Eleanor was right, Damon acknowledged. He couldn't save his brother, but he'd come to hope that he could save others.
Yet even years later, it was little consolation for being the twin who had survived.
Lady Beldon was highly disappointed to learn that Signor Vecchi had left the ball early with Prince Laz-zara and without even taking leave of her. She was also quite concerned that the prince had become ill, since it would hamper his courtship of her niece.
“Did they mention the alfresco picnic tomorrow at the Royal Gardens?” Beatrix asked Eleanor as they stood waiting for their carriage to reach the head of the long queue of equipages in front of the Haviland mansion.
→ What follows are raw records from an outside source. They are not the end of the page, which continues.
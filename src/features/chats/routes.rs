use std::sync::Arc;

use axum::{routing::get, Router};

use crate::features::chats::handlers;
use crate::features::chats::services::ChatService;
use crate::shared::routing::RouteRegistry;

pub const GET_CHAT: &str = "get-chat";

pub const GET_CHAT_TEMPLATE: &str = "/chats/{chatID}";

/// Register the names of the chat routes for URL reversal
pub fn register(registry: &mut RouteRegistry) {
    registry.register(GET_CHAT, GET_CHAT_TEMPLATE);
}

/// Create routes for the chats feature
pub fn routes(service: Arc<ChatService>) -> Router {
    Router::new()
        .route(GET_CHAT_TEMPLATE, get(handlers::get_chat))
        .with_state(service)
}
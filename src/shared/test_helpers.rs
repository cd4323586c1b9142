use std::sync::Arc;

use async_trait::async_trait;
use axum_test::TestServer;
use uuid::Uuid;

use crate::core::app::{api_routes, route_registry, AppServices};
use crate::features::chats::models::{Chat, NewChat};
use crate::features::chats::ChatService;
use crate::features::geo::models::{Area, NewPoint, Point};
use crate::features::geo::GeoService;
use crate::modules::storage::{
    ChatStorage, GeoStorage, MemoryStorage, StorageError, Storages,
};
use crate::shared::routing::RouteRegistry;

/// Chat storage whose writes always fail
pub struct FailingChatStorage;

#[async_trait]
impl ChatStorage for FailingChatStorage {
    async fn add_chat(&self, _chat: NewChat) -> Result<Chat, StorageError> {
        Err(StorageError::Unavailable("chat store is down".to_string()))
    }

    async fn get_chat(&self, _id: Uuid) -> Result<Option<Chat>, StorageError> {
        Err(StorageError::Unavailable("chat store is down".to_string()))
    }
}

/// Geo storage that fails every call
pub struct FailingGeoStorage;

#[async_trait]
impl GeoStorage for FailingGeoStorage {
    async fn add_point(&self, _point: NewPoint) -> Result<Point, StorageError> {
        Err(StorageError::Unavailable("geo store is down".to_string()))
    }

    async fn get_points_in_area(&self, _area: &Area) -> Result<Vec<Point>, StorageError> {
        Err(StorageError::Unavailable("geo store is down".to_string()))
    }
}

/// Services wired to an in-memory store the test can inspect
pub struct TestContext {
    pub store: Arc<MemoryStorage>,
    pub geo_service: Arc<GeoService>,
    pub chat_service: Arc<ChatService>,
}

impl TestContext {
    pub fn new() -> Self {
        let store = Arc::new(MemoryStorage::new());
        Self::build(store.clone(), store.clone(), store, route_registry())
    }

    pub fn with_chat_storage(chats: Arc<dyn ChatStorage>) -> Self {
        let store = Arc::new(MemoryStorage::new());
        Self::build(store.clone(), store, chats, route_registry())
    }

    pub fn with_geo_storage(geo: Arc<dyn GeoStorage>) -> Self {
        let store = Arc::new(MemoryStorage::new());
        Self::build(store.clone(), geo, store, route_registry())
    }

    pub fn with_routes(routes: RouteRegistry) -> Self {
        let store = Arc::new(MemoryStorage::new());
        Self::build(store.clone(), store.clone(), store, routes)
    }

    fn build(
        store: Arc<MemoryStorage>,
        geo: Arc<dyn GeoStorage>,
        chats: Arc<dyn ChatStorage>,
        routes: RouteRegistry,
    ) -> Self {
        let services = AppServices::new(Storages { geo, chats }, Arc::new(routes));
        Self {
            store,
            geo_service: services.geo_service,
            chat_service: services.chat_service,
        }
    }

    pub fn services(&self) -> AppServices {
        AppServices {
            geo_service: Arc::clone(&self.geo_service),
            chat_service: Arc::clone(&self.chat_service),
        }
    }

    /// HTTP test server over the API routes
    pub fn server(&self) -> TestServer {
        TestServer::new(api_routes(self.services())).unwrap()
    }
}
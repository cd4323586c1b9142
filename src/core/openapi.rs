use utoipa::{Modify, OpenApi};

use crate::core::app;
use crate::features::chats::{dtos as chats_dtos, handlers as chats_handlers};
use crate::features::geo::{dtos as geo_dtos, handlers as geo_handlers};
use crate::shared::types::{ApiErrorResponse, FieldError};

#[derive(OpenApi)]
#[openapi(
    paths(
        // Geo
        geo_handlers::create_point,
        geo_handlers::get_points_in_area,
        // Chats
        chats_handlers::get_chat,
        // Health
        app::health_check,
    ),
    components(
        schemas(
            // Shared
            ApiErrorResponse,
            FieldError,
            // Geo
            geo_dtos::CreatePointDto,
            geo_dtos::PointResponseDto,
            // Chats
            chats_dtos::ChatResponseDto,
        )
    ),
    tags(
        (name = "geo", description = "Geo points and area lookup"),
        (name = "chats", description = "Chats anchored at points"),
        (name = "health", description = "Liveness probe"),
    ),
    info(
        title = "Geochats API",
        version = "0.1.0",
        description = "Location-anchored chats and geo point lookup",
    )
)]
pub struct ApiDoc;

/// Modifier to override OpenAPI info from config
pub struct SwaggerInfoModifier {
    pub title: String,
    pub version: String,
    pub description: String,
}

impl Modify for SwaggerInfoModifier {
    fn modify(&self, openapi: &mut utoipa::openapi::OpenApi) {
        openapi.info.title = self.title.clone();
        openapi.info.version = self.version.clone();
        openapi.info.description = Some(self.description.clone());
    }
}
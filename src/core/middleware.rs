use axum::{
    extract::Request,
    http::{header, HeaderValue, StatusCode},
    middleware::Next,
    response::{IntoResponse, Response},
};
use base64::prelude::*;
use std::sync::Arc;
use tower_http::cors::{AllowOrigin, Any, CorsLayer};
use tower_http::request_id::{MakeRequestId, RequestId};
use tracing::Span;
use uuid::Uuid;

/// Request ID generator using UUID v7 (time-ordered)
#[derive(Clone, Copy)]
pub struct MakeRequestUuid;

impl MakeRequestId for MakeRequestUuid {
    fn make_request_id<B>(&mut self, _request: &axum::http::Request<B>) -> Option<RequestId> {
        let id = Uuid::now_v7().to_string();
        HeaderValue::from_str(&id).ok().map(RequestId::new)
    }
}

/// Custom MakeSpan that includes request_id in the tracing span
#[derive(Clone, Debug)]
pub struct MakeSpanWithRequestId;

impl<B> tower_http::trace::MakeSpan<B> for MakeSpanWithRequestId {
    fn make_span(&mut self, request: &axum::http::Request<B>) -> Span {
        let request_id = request
            .headers()
            .get("x-request-id")
            .and_then(|v| v.to_str().ok())
            .unwrap_or("-");

        tracing::info_span!(
            "request",
            method = %request.method(),
            uri = %request.uri(),
            request_id = %request_id,
        )
    }
}

pub fn cors_layer(allowed_origins: Vec<String>) -> CorsLayer {
    let cors = CorsLayer::new()
        .allow_methods(Any)
        .allow_headers(Any)
        // The create endpoint answers with the chat URL in `Location`
        .expose_headers([header::LOCATION]);

    // If origins list contains "*", allow any origin
    if allowed_origins.iter().any(|o| o == "*") {
        cors.allow_origin(Any)
    } else {
        // Parse origins into HeaderValue
        let origins: Vec<HeaderValue> = allowed_origins
            .iter()
            .filter_map(|o| o.parse().ok())
            .collect();
        cors.allow_origin(AllowOrigin::list(origins))
    }
}

/// HTTP basic auth guard for the API docs
pub fn basic_auth_middleware(
    valid_credentials: Arc<String>,
) -> impl Fn(
    Request,
    Next,
)
    -> std::pin::Pin<Box<dyn std::future::Future<Output = Result<Response, Response>> + Send>>
       + Clone {
    move |req: Request, next: Next| {
        let credentials = valid_credentials.clone();
        Box::pin(async move {
            let authorized = req
                .headers()
                .get(header::AUTHORIZATION)
                .and_then(|header| header.to_str().ok())
                .and_then(|header| header.strip_prefix("Basic "))
                .and_then(|encoded| BASE64_STANDARD.decode(encoded).ok())
                .and_then(|decoded| String::from_utf8(decoded).ok())
                .is_some_and(|creds| creds == *credentials);

            if authorized {
                return Ok(next.run(req).await);
            }

            Err((
                StatusCode::UNAUTHORIZED,
                [(header::WWW_AUTHENTICATE, "Basic realm=\"Geochats API docs\"")],
                "Unauthorized",
            )
                .into_response())
        })
    }
}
“The prince may not be feeling well enough to attend a picnic, Aunt,” Eleanor replied, deciding not to share the particular details about what had ailed him tonight. The probability that someone was threatening his health if not his life would only upset her aunt to no purpose.
“Of all the ill luck,” the elder lady complained. “I believe our servants should arrange the picnic tomorrow. We can be certain to provide dishes that will tempt his highness's appetite, which he will appreciate if he still suffers from a sickly stomach. I shall write to Signor Vecchi first thing in the morning to propose my change in plan.”
“You are very generous, Aunt,” Eleanor murmured, thinking that it might indeed be wise to supply tomorrow's repast from their own kitchens. That way they could ensure the dishes and wine would be untainted.
Beatrix smiled. “Generosity has little to do with my motives, my dear. I am determined we should take every opportunity to encourage Prince Lazzara's attentions. He would make such a splendid match for you.”
Eleanor refrained from replying, not certain that she agreed with her aunt's view any longer. In fact, she was seriously beginning to doubt that the prince would make her a good match at all.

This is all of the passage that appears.